Stored items from a collection:
▬▬▬▬▬▬
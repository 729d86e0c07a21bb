//! Line input shared by the interactive front ends.
//!
//! # Invariants
//! - A line that is not valid UTF-8 is reported as `NotUtf8` and consumed;
//!   it never ends the session. Only real read failures are `Err`.

use std::io::{self, BufRead};

/// One read attempt.
#[derive(Debug, Clone, PartialEq, Eq)]
pub enum InputLine {
    /// Line text without its `\n` / `\r\n` terminator.
    Text(String),
    NotUtf8,
    Eof,
}

pub const NOT_UTF8_MESSAGE: &str = "input is not valid UTF-8";

/// Byte-level line reader over any `BufRead`.
pub struct LineReader<B> {
    input: B,
    buf: Vec<u8>,
}

impl<B: BufRead> LineReader<B> {
    pub fn new(input: B) -> Self {
        Self {
            input,
            buf: Vec::new(),
        }
    }

    /// Reads the next line.
    ///
    /// # Errors
    /// Returns I/O errors from the underlying reader.
    pub fn next_line(&mut self) -> io::Result<InputLine> {
        self.buf.clear();
        if self.input.read_until(b'\n', &mut self.buf)? == 0 {
            return Ok(InputLine::Eof);
        }
        if self.buf.ends_with(b"\n") {
            self.buf.pop();
            if self.buf.ends_with(b"\r") {
                self.buf.pop();
            }
        }
        match std::str::from_utf8(&self.buf) {
            Ok(text) => Ok(InputLine::Text(text.to_string())),
            Err(_) => Ok(InputLine::NotUtf8),
        }
    }
}
//! Core use-case services.
//!
//! # Responsibility
//! - Enforce title rules and existence checks above the repository.
//! - Keep CLI callers decoupled from storage details.

pub mod todo_service;
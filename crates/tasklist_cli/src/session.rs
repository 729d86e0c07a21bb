//! Interactive read-eval-print session.
//!
//! # Responsibility
//! - Own the one `TodoService` for a process run.
//! - Map parsed commands to service calls and print the outcome.
//!
//! # Invariants
//! - Parse and service failures are printed and the loop keeps going.
//! - Only `exit`/`quit`, end of input, or an I/O error stop the loop; a
//!   line that is not UTF-8 is reported and skipped.
//! - The completion summary is printed whenever the loop stops normally.

use crate::formatter::{
    format_added, format_completed, format_deleted, format_error, format_help, format_list,
    format_summary, format_updated,
};
use crate::input::{InputLine, LineReader, NOT_UTF8_MESSAGE};
use crate::parser::Command;
use log::{debug, info, warn};
use std::io::{self, BufRead, Write};
use tasklist_core::{core_version, TodoRepository, TodoService};

const BANNER: &str = "Task List";
const PROMPT: &str = "> ";

/// Whether the loop should keep reading after a line.
#[derive(Debug, Clone, Copy, PartialEq, Eq)]
pub enum Flow {
    Continue,
    Stop,
}

pub struct Session<R: TodoRepository> {
    service: TodoService<R>,
}

impl<R: TodoRepository> Session<R> {
    pub fn new(service: TodoService<R>) -> Self {
        Self { service }
    }

    pub fn service(&self) -> &TodoService<R> {
        &self.service
    }

    /// Runs until exit or end of input, then prints the summary.
    ///
    /// # Errors
    /// Returns I/O errors from reading `input` or writing `output`.
    pub fn run(&mut self, input: impl BufRead, mut output: impl Write) -> io::Result<()> {
        write_banner(&mut output)?;
        writeln!(output, "Type 'help' for available commands.")?;
        info!("event=session_start module=cli status=ok mode=commands");

        let mut lines = LineReader::new(input);
        loop {
            write!(output, "{PROMPT}")?;
            output.flush()?;
            let line = match lines.next_line()? {
                InputLine::Text(line) => line,
                InputLine::NotUtf8 => {
                    warn!("event=input_rejected module=cli status=error reason=not_utf8");
                    writeln!(output, "{}", format_error(NOT_UTF8_MESSAGE))?;
                    continue;
                }
                InputLine::Eof => {
                    writeln!(output)?;
                    debug!("event=session_eof module=cli status=ok");
                    break;
                }
            };
            if self.handle_line(&line, &mut output)? == Flow::Stop {
                break;
            }
        }

        write_farewell(&self.service, output)
    }

    /// Executes one input line and writes its result.
    pub fn handle_line(&mut self, line: &str, mut output: impl Write) -> io::Result<Flow> {
        let command = match Command::parse(line) {
            Ok(command) => command,
            Err(err) => {
                debug!("event=command_rejected module=cli status=error reason={err:?}");
                writeln!(output, "{}", format_error(err))?;
                return Ok(Flow::Continue);
            }
        };

        let rendered = match command {
            Command::Empty => return Ok(Flow::Continue),
            Command::Exit => return Ok(Flow::Stop),
            Command::Help => Ok(format_help().to_string()),
            Command::List => Ok(format_list(&self.service.list_all())),
            Command::Add(text) => self.service.add(&text).map(|todo| format_added(&todo)),
            Command::Complete(id) => self
                .service
                .complete(id)
                .map(|todo| format_completed(&todo)),
            Command::Update(id, text) => self
                .service
                .update(id, &text)
                .map(|todo| format_updated(&todo)),
            Command::Delete(id) => self.service.delete(id).map(|todo| format_deleted(&todo)),
        };

        match rendered {
            Ok(message) => writeln!(output, "{message}")?,
            Err(err) => writeln!(output, "{}", format_error(err))?,
        }
        Ok(Flow::Continue)
    }
}

/// Title line with the core version, then a rule.
pub(crate) fn write_banner(mut output: impl Write) -> io::Result<()> {
    writeln!(output, "{BANNER} v{}", core_version())?;
    writeln!(output, "{}", "-".repeat(40))
}

/// Completion summary and goodbye, printed whenever a loop ends normally.
pub(crate) fn write_farewell<R: TodoRepository>(
    service: &TodoService<R>,
    mut output: impl Write,
) -> io::Result<()> {
    let summary = service.completion_summary();
    writeln!(output, "{}", format_summary(summary))?;
    writeln!(output, "Goodbye!")?;
    info!(
        "event=session_end module=cli status=ok completed={} total={}",
        summary.completed, summary.total
    );
    Ok(())
}
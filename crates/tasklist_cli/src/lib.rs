//! Interactive command-line front end for `tasklist_core`.
//!
//! # Responsibility
//! - Parse typed commands, call the core service, and render results.
//! - Keep all I/O at this layer; the core never prints.

pub mod config;
pub mod formatter;
pub mod input;
pub mod menu;
pub mod parser;
pub mod session;
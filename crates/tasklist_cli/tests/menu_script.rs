use std::io::Cursor;
use tasklist_cli::menu::MenuSession;
use tasklist_core::{TodoService, TodoStore};

fn run_menu(input: &[u8]) -> (MenuSession<TodoStore>, String) {
    let mut menu = MenuSession::new(TodoService::new(TodoStore::new()));
    let mut output = Vec::new();
    menu.run(Cursor::new(input), &mut output).unwrap();
    (menu, String::from_utf8(output).unwrap())
}

#[test]
fn menu_walkthrough_covers_every_action() {
    let script = "2\nBuy groceries\n2\nCall dentist\n2\nFinish report\n\
                  3\n1\n4\n2\nCall dentist about appointment\n5\n3\n1\n6\n7\n";
    let (menu, out) = run_menu(script.as_bytes());

    assert!(out.contains("Added: [1] Buy groceries"));
    assert!(out.contains("Completed: [1] Buy groceries"));
    assert!(out.contains("Updated: [2] Call dentist about appointment"));
    assert!(out.contains("Deleted: [3] Finish report"));
    assert!(out.contains("[X] [1] Buy groceries\n[ ] [2] Call dentist about appointment\n"));
    assert!(out.contains("--- Help ---"));
    assert!(out.ends_with("Completed: 1/2 todos\nGoodbye!\n"));
    assert_eq!(menu.service().list_all().len(), 2);
}

#[test]
fn complete_lists_only_incomplete_todos() {
    let (_, out) = run_menu(b"2\nA\n2\nB\n3\n1\n3\n2\n3\n7\n");

    let second_listing = out
        .split("--- Incomplete Todos ---")
        .nth(2)
        .unwrap();
    let listed = second_listing.split("Enter number").next().unwrap();
    assert!(listed.contains("[ ] [2] B"));
    assert!(!listed.contains("[1] A"));
    assert!(out.contains("All done!"));
}

#[test]
fn bad_answers_are_reported_without_leaving_the_menu() {
    let (menu, out) = run_menu(b"2\n\n2\nkeep\n3\nabc\n4\n1\n\n5\n0\n3\n42\n7\n");

    assert!(out.contains("Cannot be empty!"));
    assert!(out.contains("Invalid number!"));
    assert!(out.contains("Error: todo with ID 42 not found"));
    assert_eq!(menu.service().list_all().len(), 1);
}

#[test]
fn non_utf8_answer_is_skipped() {
    let (menu, out) = run_menu(b"2\ncaf\xe9\n2\nafter\n7\n");

    assert!(out.contains("Error: input is not valid UTF-8"));
    assert!(out.contains("Added: [1] after"));
    assert_eq!(menu.service().list_all().len(), 1);
}

#[test]
fn end_of_input_mid_prompt_prints_summary() {
    let (_, out) = run_menu(b"2\nonly\n4\n");
    assert!(out.ends_with("Completed: 0/1 todos\nGoodbye!\n"));
}
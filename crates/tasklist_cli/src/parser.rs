//! Command-line parsing for the interactive session.
//!
//! # Responsibility
//! - Split raw input into a case-insensitive command word and its arguments.
//! - Turn id arguments into positive `TodoId` values.
//!
//! # Invariants
//! - Unknown commands and malformed ids are rejected here and never reach
//!   the service.
//! - Title arguments are passed through trimmed; title rules stay in core.

use std::error::Error;
use std::fmt::{Display, Formatter};
use std::num::IntErrorKind;
use tasklist_core::TodoId;

pub const ADD_USAGE: &str = "add <text>";
pub const COMPLETE_USAGE: &str = "complete <id>";
pub const UPDATE_USAGE: &str = "update <id> <text>";
pub const DELETE_USAGE: &str = "delete <id>";

/// Lower-cased command word plus the untouched remainder of the line.
#[derive(Debug, Clone, PartialEq, Eq)]
pub struct ParsedLine<'a> {
    pub command: String,
    pub args: &'a str,
}

/// Splits one input line at the first whitespace run.
///
/// Blank input yields an empty command and empty args.
pub fn split_line(line: &str) -> ParsedLine<'_> {
    let trimmed = line.trim();
    let (command, args) = match trimmed.split_once(char::is_whitespace) {
        Some((command, rest)) => (command, rest.trim_start()),
        None => (trimmed, ""),
    };
    ParsedLine {
        command: command.to_lowercase(),
        args,
    }
}

/// Parses a positive integer id; `None` for zero, negatives, or non-numbers.
pub fn parse_id(raw: &str) -> Option<TodoId> {
    raw.trim().parse::<TodoId>().ok().filter(|id| *id >= 1)
}

/// One user action.
#[derive(Debug, Clone, PartialEq, Eq)]
pub enum Command {
    List,
    Add(String),
    Complete(TodoId),
    Update(TodoId, String),
    Delete(TodoId),
    Help,
    Exit,
    /// Blank line; the session just prompts again.
    Empty,
}

/// Input the session cannot turn into a `Command`.
#[derive(Debug, Clone, PartialEq, Eq)]
pub enum ParseError {
    Unknown(String),
    MissingArgument { usage: &'static str },
    InvalidId(String),
    /// Well-formed id too large to have ever been assigned.
    UnassignedId(String),
}

impl Display for ParseError {
    fn fmt(&self, f: &mut Formatter<'_>) -> std::fmt::Result {
        match self {
            Self::Unknown(command) => write!(
                f,
                "unknown command '{command}'. Type 'help' for available commands"
            ),
            Self::MissingArgument { usage } => write!(f, "usage: {usage}"),
            Self::InvalidId(raw) => {
                write!(f, "invalid ID '{raw}'. Please provide a positive number")
            }
            Self::UnassignedId(raw) => write!(f, "todo with ID {raw} not found"),
        }
    }
}

impl Error for ParseError {}

impl Command {
    /// Parses one full input line.
    ///
    /// # Errors
    /// - `Unknown` for unrecognized command words.
    /// - `MissingArgument` when required text or ids are absent.
    /// - `InvalidId` when an id is not a positive integer.
    /// - `UnassignedId` when an id is numeric but beyond the `TodoId` range.
    pub fn parse(line: &str) -> Result<Self, ParseError> {
        let ParsedLine { command, args } = split_line(line);
        match command.as_str() {
            "" => Ok(Self::Empty),
            "list" => Ok(Self::List),
            "help" => Ok(Self::Help),
            "exit" | "quit" => Ok(Self::Exit),
            "add" => Ok(Self::Add(required_text(args, ADD_USAGE)?)),
            "complete" => Ok(Self::Complete(required_id(args, COMPLETE_USAGE)?)),
            "delete" => Ok(Self::Delete(required_id(args, DELETE_USAGE)?)),
            "update" => {
                let (raw_id, text) = args.split_once(char::is_whitespace).unwrap_or((args, ""));
                let id = required_id(raw_id, UPDATE_USAGE)?;
                Ok(Self::Update(id, required_text(text, UPDATE_USAGE)?))
            }
            _ => Err(ParseError::Unknown(command)),
        }
    }
}

fn required_text(args: &str, usage: &'static str) -> Result<String, ParseError> {
    let text = args.trim();
    if text.is_empty() {
        return Err(ParseError::MissingArgument { usage });
    }
    Ok(text.to_string())
}

fn required_id(args: &str, usage: &'static str) -> Result<TodoId, ParseError> {
    let raw = args.trim();
    if raw.is_empty() {
        return Err(ParseError::MissingArgument { usage });
    }
    match raw.parse::<TodoId>() {
        Ok(id) if id >= 1 => Ok(id),
        Err(err) if *err.kind() == IntErrorKind::PosOverflow => {
            Err(ParseError::UnassignedId(raw.to_string()))
        }
        _ => Err(ParseError::InvalidId(raw.to_string())),
    }
}
//! Runtime configuration for the CLI binary.
//!
//! # Responsibility
//! - Resolve logging settings from environment variables with defaults.
//! - Pick the front end from command-line flags.

use std::path::PathBuf;
use tasklist_core::{default_log_level, LogConfig, LoggingError};

pub const LOG_LEVEL_ENV: &str = "TASKLIST_LOG_LEVEL";
pub const LOG_DIR_ENV: &str = "TASKLIST_LOG_DIR";
const DEFAULT_LOG_DIR_NAME: &str = "tasklist-logs";

/// Settings resolved before the session starts.
#[derive(Debug, Clone, PartialEq, Eq)]
pub struct CliConfig {
    pub log: LogConfig,
}

impl CliConfig {
    /// Reads `TASKLIST_LOG_LEVEL` and `TASKLIST_LOG_DIR`.
    pub fn from_env() -> Result<Self, LoggingError> {
        Self::resolve(
            std::env::var(LOG_LEVEL_ENV).ok(),
            std::env::var(LOG_DIR_ENV).ok(),
        )
    }

    /// Applies defaults to unset (or blank) values, then validates.
    ///
    /// # Errors
    /// Returns the `LoggingError` for an unsupported level or a relative dir.
    pub fn resolve(level: Option<String>, log_dir: Option<String>) -> Result<Self, LoggingError> {
        let level = non_blank(level).unwrap_or_else(|| default_log_level().as_str().to_string());
        let log_dir = non_blank(log_dir).unwrap_or_else(default_log_dir);
        Ok(Self {
            log: LogConfig::parse(&level, &log_dir)?,
        })
    }
}

fn non_blank(value: Option<String>) -> Option<String> {
    value.filter(|raw| !raw.trim().is_empty())
}

fn default_log_dir() -> String {
    let dir: PathBuf = std::env::temp_dir().join(DEFAULT_LOG_DIR_NAME);
    dir.to_string_lossy().into_owned()
}

/// What the binary should do, selected by flags.
#[derive(Debug, Clone, Copy, PartialEq, Eq)]
pub enum Mode {
    /// Typed-command session (default).
    Commands,
    /// Numbered-menu session (`--menu`).
    Menu,
    /// Print the version and exit (`--version`).
    Version,
}

pub const USAGE: &str = "usage: tasklist [--menu | --version]";

impl Mode {
    /// Parses flags after the program name.
    ///
    /// # Errors
    /// Returns the offending argument for anything unrecognized, or the
    /// second flag when more than one is given.
    pub fn from_args<I, S>(args: I) -> Result<Self, String>
    where
        I: IntoIterator<Item = S>,
        S: AsRef<str>,
    {
        let mut mode = None;
        for arg in args {
            let arg = arg.as_ref();
            let parsed = match arg {
                "--menu" => Self::Menu,
                "--version" | "-V" => Self::Version,
                other => return Err(other.to_string()),
            };
            if mode.replace(parsed).is_some() {
                return Err(arg.to_string());
            }
        }
        Ok(mode.unwrap_or(Self::Commands))
    }
}
//! The credential refresh pipeline.
//!
//! One linear pass: load the credentials file (writing the backup copy
//! while the original text is still in hand), validate the source
//! profile's required fields, exchange the MFA code for a session token,
//! overlay the session keys onto the destination profile, and save. Each
//! stage returns a tagged error; the first failure ends the run with the
//! file on disk left exactly as it was found (the backup copy, when
//! requested, is written during the load stage and therefore survives a
//! later failure).

use aws_smithy_types::date_time::Format;
use log::{debug, info};

use crate::cli::Args;
use crate::credentials::SourceCredentials;
use crate::error::{CliError, Result};
use crate::store::{self, CredentialsStore};

const OPTIONS_CONTEXT: &str = "program options";

/// What the reporter prints on success.
#[derive(Debug)]
pub struct Summary {
    pub profile: String,
    pub expires: String,
}

/// Diagnostic context accumulated as the pipeline progresses and attached
/// to the terminal error report.
#[derive(Debug, Default)]
pub struct FatalContext {
    pub options: Option<String>,
    pub source_profile: Option<String>,
}

/// Passes `value` through when it is a non-empty string; otherwise the
/// uniform missing-field error naming the value's context and field. Every
/// required value, file-sourced or option-sourced, goes through here.
fn ensure(value: Option<String>, context: &str, field: &str) -> Result<String> {
    match value {
        Some(value) if !value.is_empty() => Ok(value),
        _ => Err(CliError::MissingField {
            context: context.to_string(),
            field: field.to_string(),
        }),
    }
}

/// Runs the whole refresh. The save completes before this returns, so a
/// success result means the new credentials are on disk.
pub async fn run(args: &Args, ctx: &mut FatalContext) -> Result<Summary> {
    let path = store::expand_tilde(&args.file)?;
    let backup = if args.backup {
        let suffix = ensure(
            Some(args.backup_suffix.clone()),
            OPTIONS_CONTEXT,
            "--backup-suffix",
        )?;
        Some(store::backup_path(&path, &suffix))
    } else {
        None
    };

    let mut store = CredentialsStore::load(path, backup).await?;
    debug!("read credentials file {}", store.path().display());

    if !store.has_profile(&args.source_profile) {
        return Err(CliError::MissingProfile {
            name: args.source_profile.clone(),
        });
    }
    ctx.source_profile = store.profile_dump(&args.source_profile);
    debug!("source profile: {:?}", ctx.source_profile);

    let source_context = format!("source profile '{}'", args.source_profile);
    let source = SourceCredentials::new(
        ensure(
            store.get(&args.source_profile, "aws_access_key_id"),
            &source_context,
            "aws_access_key_id",
        )?,
        ensure(
            store.get(&args.source_profile, "aws_secret_access_key"),
            &source_context,
            "aws_secret_access_key",
        )?,
        ensure(
            store.get(&args.source_profile, "mfa_serial"),
            &source_context,
            "mfa_serial",
        )?,
    );

    let code = ensure(Some(args.mfa_code.clone()), OPTIONS_CONTEXT, "--mfa-code")?;
    info!(
        "Requesting a session token from AWS for {}",
        source.mfa_serial()
    );
    let session = source.get_session_token(&code, args.duration).await?;
    info!("Received MFA session credentials from AWS");

    let expires = session
        .expiration()
        .fmt(Format::DateTime)
        .map_err(|err| CliError::Exchange(anyhow::Error::new(err)))?;

    let profile = ensure(
        Some(args.mfa_profile.clone()),
        OPTIONS_CONTEXT,
        "--mfa-profile",
    )?;
    store.merge_session(&profile, &session, &expires);
    store.save().await?;

    Ok(Summary { profile, expires })
}

#[cfg(test)]
mod tests {
    use tempdir::TempDir;
    use tokio::fs;

    use super::*;

    #[test]
    fn ensure_passes_a_nonempty_value_through() {
        let value = ensure(Some("AKIA".to_string()), "source profile 'default'", "key");
        assert_eq!(value.unwrap(), "AKIA");
    }

    #[test]
    fn ensure_reports_a_missing_value_with_context_and_field() {
        let err = ensure(None, "source profile 'default'", "mfa_serial").unwrap_err();
        assert_eq!(
            err.to_string(),
            "the source profile 'default' does not have a 'mfa_serial' value"
        );
    }

    #[test]
    fn ensure_treats_an_empty_string_as_missing() {
        let err = ensure(Some(String::new()), "program options", "--mfa-code").unwrap_err();
        assert_eq!(
            err.to_string(),
            "the program options does not have a '--mfa-code' value"
        );
    }

    fn args_for(file: &std::path::Path) -> Args {
        Args {
            mfa_code: "123456".to_string(),
            source_profile: "default".to_string(),
            mfa_profile: "mfa".to_string(),
            file: file.to_str().unwrap().to_string(),
            duration: 43200,
            verbose: false,
            backup: false,
            backup_suffix: ".BACKUP".to_string(),
        }
    }

    #[tokio::test]
    async fn run_stops_before_the_exchange_when_a_source_field_is_missing() {
        let dir = TempDir::new("updater").unwrap();
        let path = dir.path().join("credentials");
        let contents = "[default]\naws_access_key_id=AKIA\naws_secret_access_key=secret\n";
        fs::write(&path, contents).await.unwrap();

        let mut ctx = FatalContext::default();
        let err = run(&args_for(&path), &mut ctx).await.unwrap_err();
        assert_eq!(
            err.to_string(),
            "the source profile 'default' does not have a 'mfa_serial' value"
        );
        // the failed run never rewrites the file
        assert_eq!(fs::read_to_string(&path).await.unwrap(), contents);
        // the diagnostic context captured the profile that was read
        assert!(ctx.source_profile.unwrap().contains("aws_access_key_id"));
    }

    #[tokio::test]
    async fn run_reports_a_missing_source_profile_by_name() {
        let dir = TempDir::new("updater").unwrap();
        let path = dir.path().join("credentials");
        fs::write(&path, "[other]\nregion=eu-west-1\n").await.unwrap();

        let mut ctx = FatalContext::default();
        let err = run(&args_for(&path), &mut ctx).await.unwrap_err();
        assert!(matches!(err, CliError::MissingProfile { ref name } if name == "default"));
    }
}
//! Refreshes temporary AWS MFA session credentials.
//!
//! Reads the long-term key pair and MFA device serial from the source
//! profile of an AWS shared-credentials file, exchanges a one-time MFA
//! code for temporary session credentials via STS `GetSessionToken`, and
//! writes the result into the destination profile of the same file. Every
//! other profile and key in the file is preserved; `--backup` keeps a
//! byte-identical copy of the original alongside it.

use std::process::exit;

use clap::Parser;
use log::debug;

mod cli;
mod credentials;
mod error;
mod store;
mod updater;

use cli::Args;
use updater::FatalContext;

#[tokio::main]
async fn main() {
    // Usage errors (missing --mfa-code, stray positional arguments) are
    // reported by clap here, before any file or network I/O.
    let args = Args::parse();

    // Warnings only by default; --verbose raises the filter so the
    // progress and diagnostic lines show. RUST_LOG overrides either.
    let default_level = if args.verbose {
        log::LevelFilter::Debug
    } else {
        log::LevelFilter::Warn
    };
    env_logger::Builder::new()
        .filter_level(default_level)
        .parse_default_env()
        .init();

    debug!("options: {args:?}");

    let mut ctx = FatalContext {
        options: Some(format!("{args:?}")),
        ..FatalContext::default()
    };
    match updater::run(&args, &mut ctx).await {
        Ok(summary) => {
            println!(
                "New credentials have been saved to the profile '{}', expires {}",
                summary.profile, summary.expires
            );
        }
        Err(err) => {
            eprintln!("ERROR: {err}");
            debug!("debug info: {ctx:?}");
            exit(1);
        }
    }
}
▬▬▬▬▬▬
## What to work on
Please copy, exactly and with nothing else, the lines above beginning at the line that has "#[derive(Debug)]" and ending with the line that has "let mut store".

## Answer box
#[derive(Debug)]
pub struct Summary {
    pub profile: String,
    pub expires: String,
}

/// Diagnostic context accumulated as the pipeline progresses and attached
/// to the terminal error report.
#[derive(Debug, Default)]
pub struct FatalContext {
    pub options: Option<String>,
    pub source_profile: Option<String>,
}

/// Passes `value` through when it is a non-empty string; otherwise the
/// uniform missing-field error naming the value's context and field. Every
/// required value, file-sourced or option-sourced, goes through here.
fn ensure(value: Option<String>, context: &str, field: &str) -> Result<String> {
    match value {
        Some(value) if !value.is_empty() => Ok(value),
        _ => Err(CliError::MissingField {
            context: context.to_string(),
            field: field.to_string(),
        }),
    }
}

/// Runs the whole refresh. The save completes before this returns, so a
/// success result means the new credentials are on disk.
pub async fn run(args: &Args, ctx: &mut FatalContext) -> Result<Summary> {
    let path = store::expand_tilde(&args.file)?;
    let backup = if args.backup {
        let suffix = ensure(
            Some(args.backup_suffix.clone()),
            OPTIONS_CONTEXT,
            "--backup-suffix",
        )?;
        Some(store::backup_path(&path, &suffix))
    } else {
        None
    };

    let mut store = CredentialsStore::load(path, backup).await?;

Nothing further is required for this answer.